Ahab is a different bird altogether. Fearless in the face of death, yes. Fearful for his soul? No. This he describes repeatedly as already dead. A casualty or perhaps even a precondition of his job as whaling captain, as he explains to Starbuck: "Forty years of continual whaling! forty years of privation and peril, and storm-time! forty years on the pitiless sea! for forty years has Ahab forsaken the peaceful land, for forty years to make war on the horrors of the deep!...When I think of this life I have led..Here, brush this old hair aside; it blinds me, that I seem to weep. Locks so gray did never grow but from out some ashes! (385). And later after a close shave with Moby Dick, he repeats these same sentiments with even more conviction: "...I account no living bone of mine one jot more me, than this dead one that's lost. Nor White Whale, nor man, nor fiend, can so much as graze old Ahab in his own proper and inaccessible being" (403). His quest is one that seems to have been born out of something already dead, or some sense that the choice was never his to begin with. A cog in the wheel of American capitalism? I don't know. At the same time, is this idea of seeking out death in the jaws of Moby Dick in some way a rebellion? A way to feel most alive? Again, I don't know. I have got to read some criticism. He does give some tiny thought to the idea of being reborn through the experience of death as he muses on the ships new life preserver (fashioned out of Queegeg's coffin after Q miraculously and willfully rises from near death): "Oh how immaterial are all material things! What things real are there, but imponderable thoughts? Here now's the very dreaded symbol of grim death, by a mere hap, made the expressive sign of the help and hope of most endangered life. A life-buoy of a coffin? Does it go further? Can it be that in some spiritual sense the coffin is, after all, but an immortality preserver? I'll think of that. But no. So far gone am I to the dark side of the earth, that its other side, the theoretic bright one, seems but uncertain twilight to me (369).

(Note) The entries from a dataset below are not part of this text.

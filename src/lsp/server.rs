use anyhow::Result;
use tokio::io::{stdin, stdout};
use tower_lsp::{LspService, Server};

use crate::Config;
use crate::lsp::backend::Backend;

/// Start the LSP server
pub async fn serve() -> Result<()> {
    let config = Config::from_args_and_env()?;

    env_logger::Builder::from_env(
        env_logger::Env::default().default_filter_or(config.log_level.as_str()),
    )
    .init();

    serve_with_config(config).await
}

/// Serve with an already-built configuration (useful for testing)
pub async fn serve_with_config(config: Config) -> Result<()> {
    // If running under the integration test, exit after a short delay so
    // the test can read stdout to EOF.
    if std::env::var("LINT_LS_TEST_EXIT").as_deref() == Ok("1") {
        std::thread::spawn(|| {
            std::thread::sleep(std::time::Duration::from_secs(1));
            std::process::exit(0);
        });
    }

    let (service, socket) = LspService::build(move |client| Backend::new(client, config)).finish();

    Server::new(stdin(), stdout(), socket).serve(service).await;

    Ok(())
}
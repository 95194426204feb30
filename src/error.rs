//! Error types for the batch kernel.
//!
//! The taxonomy mirrors how callers are expected to react:
//! - invariant violations (duplicate registration, bad identifiers) are programming errors
//!   and are never retried
//! - domain/control errors (already completed, not running, instance stopped) are typed
//!   failures surfaced to the caller of start/restart/stop
//! - collaborator errors (persistence, dispatch, controllers) propagate as-is

use crate::config::ConfigurationError;
use crate::constants::BatchStatus;
use thiserror::Error;

#[derive(Debug, Clone, PartialEq, Error)]
pub enum KernelError {
    /// A key was registered twice in the work unit registry
    #[error("Invariant violation: work unit {key} is already registered")]
    DuplicateRegistration { key: String },

    /// An identifier component contains a reserved separator
    #[error("Invalid identifier '{value}' for {component}: {reason}")]
    InvalidIdentifier {
        component: String,
        value: String,
        reason: String,
    },

    /// Required state was missing or inconsistent
    #[error("Illegal state: {0}")]
    IllegalState(String),

    #[error("Job execution {execution_id} already completed; instance {instance_id} cannot be restarted")]
    JobAlreadyCompleted { execution_id: i64, instance_id: i64 },

    #[error("Job execution {execution_id} is not the most recent execution of instance {instance_id} (most recent: {most_recent_execution_id})")]
    JobExecutionNotMostRecent {
        execution_id: i64,
        instance_id: i64,
        most_recent_execution_id: i64,
    },

    #[error("Job execution {execution_id} is not running")]
    JobExecutionNotRunning { execution_id: i64 },

    #[error("Job execution {execution_id} is still running with status {status}")]
    JobExecutionAlreadyRunning {
        execution_id: i64,
        status: BatchStatus,
    },

    #[error("Job instance {instance_id} has been stopped; execution {execution_id} will not start")]
    JobInstanceStopped { instance_id: i64, execution_id: i64 },

    #[error("Restart of job execution {execution_id} refused: {reason}")]
    JobRestartRefused { execution_id: i64, reason: String },

    #[error("No job execution found for id {0}")]
    NoSuchJobExecution(i64),

    #[error("No job instance found for id {0}")]
    NoSuchJobInstance(i64),

    #[error("Batch kernel is shutting down")]
    ShuttingDown,

    #[error("Persistence error during {operation}: {reason}")]
    Persistence { operation: String, reason: String },

    #[error("Dispatch of work unit {key} failed: {reason}")]
    Dispatch { key: String, reason: String },

    #[error("Stop request for work unit {key} failed: {reason}")]
    Controller { key: String, reason: String },

    #[error("Work unit {key} did not complete: {reason}")]
    Completion { key: String, reason: String },

    #[error("Configuration error: {0}")]
    Configuration(String),
}

impl KernelError {
    /// Invariant violations signal a programming error rather than a runtime condition
    pub fn is_invariant_violation(&self) -> bool {
        matches!(
            self,
            Self::DuplicateRegistration { .. }
                | Self::InvalidIdentifier { .. }
                | Self::IllegalState(_)
        )
    }

    /// Domain errors are expected, typed refusals of a start/restart/stop request
    pub fn is_domain_error(&self) -> bool {
        matches!(
            self,
            Self::JobAlreadyCompleted { .. }
                | Self::JobExecutionNotMostRecent { .. }
                | Self::JobExecutionNotRunning { .. }
                | Self::JobExecutionAlreadyRunning { .. }
                | Self::JobInstanceStopped { .. }
                | Self::JobRestartRefused { .. }
                | Self::ShuttingDown
        )
    }

    pub fn persistence(operation: impl Into<String>, reason: impl std::fmt::Display) -> Self {
        Self::Persistence {
            operation: operation.into(),
            reason: reason.to_string(),
        }
    }
}

impl From<ConfigurationError> for KernelError {
    fn from(error: ConfigurationError) -> Self {
        KernelError::Configuration(error.to_string())
    }
}

pub type KernelResult<T> = std::result::Result<T, KernelError>;

#[cfg(test)]
mod tests {
    use super::*;

    #[test]
    fn test_error_categories() {
        let duplicate = KernelError::DuplicateRegistration {
            key: "7::S::2".to_string(),
        };
        assert!(duplicate.is_invariant_violation());
        assert!(!duplicate.is_domain_error());

        let not_running = KernelError::JobExecutionNotRunning { execution_id: 3 };
        assert!(not_running.is_domain_error());
        assert!(!not_running.is_invariant_violation());

        let persistence = KernelError::persistence("get_job_instance", "connection reset");
        assert!(!persistence.is_domain_error());
        assert_eq!(
            persistence.to_string(),
            "Persistence error during get_job_instance: connection reset"
        );
    }
}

For Ahab, it really seems to come down to the question of free will vs fate and his refusal to believe in choice: "Is Ahab, Ahab? Is it I, God, or who, that lifts this arm? But if the great sun move not himself; but is as an errand-boy in heaven; nor one single star can revolve, but by some invislbe power; how then can this one small heart beat; this one small brain think thoughts; unless God does that beating, does that thinking, does that living, and not I" (386).
And his crew simply follows along in the most slavish fashion. What is worse? To be Ahab, emotionally cut off from everything so as to sink his entire ship, or Starbuck, who knows that what is happening is wrong and yet watches it happen? This is the American epic? Back to Lear again: Fixed stars govern a life.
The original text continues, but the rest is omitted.